#### Problem description
A complete answer includes every line below with the word "struct".

#### Supplied material
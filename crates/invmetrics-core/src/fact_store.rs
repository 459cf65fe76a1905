//! 事實表存取介面
//!
//! 指標計算只透過 [`FactStore`] 與 [`DimensionLookup`] 讀取資料，
//! 實際的資料庫連線由外部實作注入。

use std::collections::{BTreeMap, BTreeSet, HashMap};

use chrono::NaiveDate;

use crate::{DateRange, InventoryError, Observation, Product, Result, Store};

/// 觀測查詢篩選條件（`None` 表示全部）
#[derive(Debug, Clone, Default, PartialEq, Eq)]
pub struct ObservationFilter {
    /// 門市ID
    pub store_id: Option<String>,

    /// 商品ID
    pub product_id: Option<String>,
}

impl ObservationFilter {
    /// 不篩選
    pub fn all() -> Self {
        Self::default()
    }

    /// 建構器模式：限定門市
    pub fn with_store(mut self, store_id: impl Into<String>) -> Self {
        self.store_id = Some(store_id.into());
        self
    }

    /// 建構器模式：限定商品
    pub fn with_product(mut self, product_id: impl Into<String>) -> Self {
        self.product_id = Some(product_id.into());
        self
    }

    /// 檢查觀測是否符合條件
    pub fn matches(&self, observation: &Observation) -> bool {
        self.store_id
            .as_deref()
            .map_or(true, |id| id == observation.store_id)
            && self
                .product_id
                .as_deref()
                .map_or(true, |id| id == observation.product_id)
    }
}

/// 事實表存取
pub trait FactStore: Send + Sync {
    /// 取得區間內的觀測記錄，依日期、門市、商品遞增排序
    ///
    /// 無法取得完整區間時回傳 [`InventoryError::DataUnavailable`]，
    /// 不可回傳部分結果。
    fn observations_in_range(
        &self,
        filter: &ObservationFilter,
        range: DateRange,
    ) -> Result<Vec<Observation>>;

    /// 所有有觀測記錄的日期（由新到舊）
    fn observed_dates(&self) -> Result<Vec<NaiveDate>>;
}

/// 維度查詢
pub trait DimensionLookup: Send + Sync {
    /// 門市所屬區域
    fn region_of(&self, store_id: &str) -> Option<String>;

    /// 商品類別
    fn category_of(&self, product_id: &str) -> Option<String>;
}

/// 記憶體內事實表（測試與示範用）
#[derive(Debug, Clone, Default)]
pub struct InMemoryFactStore {
    stores: HashMap<String, Store>,
    products: HashMap<String, Product>,
    observations: BTreeMap<(NaiveDate, String, String), Observation>,
}

impl InMemoryFactStore {
    pub fn new() -> Self {
        Self::default()
    }

    /// 註冊門市
    pub fn add_store(&mut self, store: Store) {
        self.stores.insert(store.store_id.clone(), store);
    }

    /// 註冊商品
    pub fn add_product(&mut self, product: Product) {
        self.products.insert(product.product_id.clone(), product);
    }

    /// 新增觀測記錄
    ///
    /// 門市與商品必須先註冊；同一 (門市, 商品, 日期) 只能有一筆。
    pub fn add_observation(&mut self, observation: Observation) -> Result<()> {
        if !self.stores.contains_key(&observation.store_id) {
            return Err(InventoryError::UnknownStore(observation.store_id));
        }
        if !self.products.contains_key(&observation.product_id) {
            return Err(InventoryError::UnknownProduct(observation.product_id));
        }

        let key = (
            observation.date,
            observation.store_id.clone(),
            observation.product_id.clone(),
        );
        if self.observations.contains_key(&key) {
            return Err(InventoryError::DuplicateObservation {
                store_id: observation.store_id,
                product_id: observation.product_id,
                date: observation.date,
            });
        }

        self.observations.insert(key, observation);
        Ok(())
    }

    /// 批次新增觀測記錄，遇到第一個錯誤即停止
    pub fn extend_observations(
        &mut self,
        observations: impl IntoIterator<Item = Observation>,
    ) -> Result<()> {
        for observation in observations {
            self.add_observation(observation)?;
        }
        Ok(())
    }

    /// 觀測記錄筆數
    pub fn len(&self) -> usize {
        self.observations.len()
    }

    pub fn is_empty(&self) -> bool {
        self.observations.is_empty()
    }
}

impl FactStore for InMemoryFactStore {
    fn observations_in_range(
        &self,
        filter: &ObservationFilter,
        range: DateRange,
    ) -> Result<Vec<Observation>> {
        let lower = (range.from, String::new(), String::new());

        Ok(self
            .observations
            .range(lower..)
            .map(|(_, observation)| observation)
            .take_while(|observation| observation.date <= range.to)
            .filter(|observation| filter.matches(observation))
            .cloned()
            .collect())
    }

    fn observed_dates(&self) -> Result<Vec<NaiveDate>> {
        let dates: BTreeSet<NaiveDate> = self.observations.keys().map(|(date, _, _)| *date).collect();
        Ok(dates.into_iter().rev().collect())
    }
}

impl DimensionLookup for InMemoryFactStore {
    fn region_of(&self, store_id: &str) -> Option<String> {
        self.stores.get(store_id).map(|store| store.region.clone())
    }

    fn category_of(&self, product_id: &str) -> Option<String> {
        self.products
            .get(product_id)
            .map(|product| product.category.clone())
    }
}
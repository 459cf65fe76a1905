//! 缺貨率

use rust_decimal::Decimal;
use serde::{Deserialize, Serialize};

use crate::aggregate::{guarded_div, round_half_up, Aggregator};
use crate::window::Window;

/// 缺貨率
#[derive(Debug, Clone, PartialEq, Eq, Serialize, Deserialize)]
pub struct StockOutRate {
    pub store_id: String,
    pub sku: String,
    pub observed_days: u64,
    pub stock_out_days: u64,

    /// `round(100 × 缺貨天數 / 觀測天數, 1)`
    pub stockout_pct: Option<Decimal>,
}

/// 缺貨率計算器
pub struct StockOutCalculator;

impl StockOutCalculator {
    /// 窗口內各 (門市, 商品) 的缺貨率
    ///
    /// 預設使用單日窗口，每組只有一筆觀測，結果只會是 0.0 或 100.0。
    pub fn calculate(window: &Window) -> Vec<StockOutRate> {
        Aggregator::by_store_product(window)
            .into_iter()
            .map(|((store_id, sku), stats)| {
                let stockout_pct = guarded_div(
                    Decimal::ONE_HUNDRED * Decimal::from(stats.stock_out_count()),
                    Some(Decimal::from(stats.count())),
                )
                .map(|pct| round_half_up(pct, 1));

                StockOutRate {
                    store_id,
                    sku,
                    observed_days: stats.count(),
                    stock_out_days: stats.stock_out_count(),
                    stockout_pct,
                }
            })
            .collect()
    }
}
//! 觀測記錄與維度模型

use chrono::NaiveDate;
use serde::{Deserialize, Serialize};

/// 每日觀測記錄（事實表的一列）
#[derive(Debug, Clone, PartialEq, Eq, Serialize, Deserialize)]
pub struct Observation {
    /// 觀測日期
    pub date: NaiveDate,

    /// 門市ID
    pub store_id: String,

    /// 商品ID（SKU）
    pub product_id: String,

    /// 日終庫存快照
    pub inventory_level: u32,

    /// 當日銷售量
    pub units_sold: u32,

    /// 當日訂購量（指標計算不使用）
    pub units_ordered: u32,
}

impl Observation {
    /// 創建新的觀測記錄
    pub fn new(
        date: NaiveDate,
        store_id: impl Into<String>,
        product_id: impl Into<String>,
        inventory_level: u32,
        units_sold: u32,
    ) -> Self {
        Self {
            date,
            store_id: store_id.into(),
            product_id: product_id.into(),
            inventory_level,
            units_sold,
            units_ordered: 0,
        }
    }

    /// 建構器模式：設置訂購量
    pub fn with_units_ordered(mut self, units_ordered: u32) -> Self {
        self.units_ordered = units_ordered;
        self
    }

    /// 檢查是否缺貨
    pub fn is_stock_out(&self) -> bool {
        self.inventory_level == 0
    }
}

/// 門市維度
#[derive(Debug, Clone, PartialEq, Eq, Serialize, Deserialize)]
pub struct Store {
    /// 門市ID
    pub store_id: String,

    /// 所屬區域
    pub region: String,
}

impl Store {
    pub fn new(store_id: impl Into<String>, region: impl Into<String>) -> Self {
        Self {
            store_id: store_id.into(),
            region: region.into(),
        }
    }
}

/// 商品維度
#[derive(Debug, Clone, PartialEq, Eq, Serialize, Deserialize)]
pub struct Product {
    /// 商品ID（SKU）
    pub product_id: String,

    /// 商品類別
    pub category: String,
}

impl Product {
    pub fn new(product_id: impl Into<String>, category: impl Into<String>) -> Self {
        Self {
            product_id: product_id.into(),
            category: category.into(),
        }
    }
}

#### Response
pub struct ObservationFilter {
pub struct InMemoryFactStore {
pub struct StockOutRate {
pub struct StockOutCalculator;
pub struct Observation {
pub struct Store {
pub struct Product {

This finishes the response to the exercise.